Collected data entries
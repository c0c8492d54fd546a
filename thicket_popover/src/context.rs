// Copyright 2025 the Thicket Authors
// SPDX-License-Identifier: Apache-2.0 OR MIT

//! The per-window shared state controllers coordinate through.

use smallvec::SmallVec;
use thicket_claim::ClaimTable;
use thicket_input::{
    BindingId, CursorStack, EventId, EventIds, KeyBindings, KeyPass, KeyState, PointerState,
};

use crate::mount::MountRegistry;

/// Identity of one popover instance.
///
/// Opaque and copyable; claim tables and mount registries key on it. Stable
/// for the lifetime of the controller, including across close/re-open.
#[derive(Copy, Clone, Debug, Eq, PartialEq, Hash)]
pub struct PopoverId(u64);

impl PopoverId {
    pub(crate) const fn from_raw(raw: u64) -> Self {
        Self(raw)
    }
}

/// Per-window shared state: input singletons, claims, bindings, mounts.
///
/// The host owns exactly one per window, feeds its input state from raw
/// events, and passes it to every controller call. Controllers never talk to
/// each other directly — everything cross-instance goes through here, which
/// is also what makes teardown auditable: every entry a controller adds has
/// a scope cleanup that removes it.
#[derive(Debug)]
pub struct OverlayContext<K> {
    /// First-wins event ownership claims for the current dispatch passes.
    pub claims: ClaimTable<EventId, PopoverId>,
    /// Chord bindings; Escape dismissal registers here.
    pub bindings: KeyBindings,
    /// Held keys, fed by the host's key events.
    pub key_state: KeyState,
    /// The window pointer, fed by the host's pointer events.
    pub pointer: PointerState,
    /// Scoped cursor requests.
    pub cursors: CursorStack,
    /// Mount nodes of currently open popovers.
    pub mounts: MountRegistry<K>,
    /// Event id allocator for dispatch passes.
    pub events: EventIds,
    portal: K,
    next_popover: u64,
}

impl<K: Copy + Eq> OverlayContext<K> {
    /// Create the context for a window whose portal root is `portal`.
    pub fn new(portal: K) -> Self {
        Self {
            claims: ClaimTable::new(),
            bindings: KeyBindings::new(),
            key_state: KeyState::new(),
            pointer: PointerState::new(),
            cursors: CursorStack::new(),
            mounts: MountRegistry::new(),
            events: EventIds::new(),
            portal,
            next_popover: 0,
        }
    }

    /// The window's top-level portal root, where unnested popovers mount.
    pub fn portal(&self) -> K {
        self.portal
    }

    /// Allocate an identity for a new popover instance.
    pub fn next_popover_id(&mut self) -> PopoverId {
        let id = PopoverId::from_raw(self.next_popover);
        self.next_popover += 1;
        id
    }

    /// Offer a key press to the bindings, against the held-key state.
    ///
    /// Returns the bindings that fired, innermost first; feed the result to
    /// each controller's
    /// [`on_key_fired`](crate::PopoverController::on_key_fired).
    pub fn dispatch_key(&mut self, key: &str, pass: KeyPass) -> SmallVec<[BindingId; 1]> {
        self.bindings.dispatch(key, &self.key_state, pass)
    }
}

#[cfg(test)]
mod tests {
    use super::*;

    #[test]
    fn popover_ids_are_unique() {
        let mut ctx: OverlayContext<u32> = OverlayContext::new(0);
        let a = ctx.next_popover_id();
        let b = ctx.next_popover_id();
        assert_ne!(a, b);
    }

    #[test]
    fn dispatch_key_consults_held_state() {
        let mut ctx: OverlayContext<u32> = OverlayContext::new(0);
        let binding = ctx
            .bindings
            .bind("Control+k", thicket_input::BindOptions::default());

        let pass = KeyPass {
            now_ms: 0,
            editing: false,
        };
        assert!(ctx.dispatch_key("k", pass).is_empty());

        ctx.key_state.on_key_down("Control");
        assert_eq!(ctx.dispatch_key("k", pass).as_slice(), [binding]);
    }
}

» WORK TO COMPLETE: Extract every line of the records above that contains the word "KeyBindings".

» RESPONSE BELOW:
    BindingId, CursorStack, EventId, EventIds, KeyBindings, KeyPass, KeyState, PointerState,
    pub bindings: KeyBindings,
            bindings: KeyBindings::new(),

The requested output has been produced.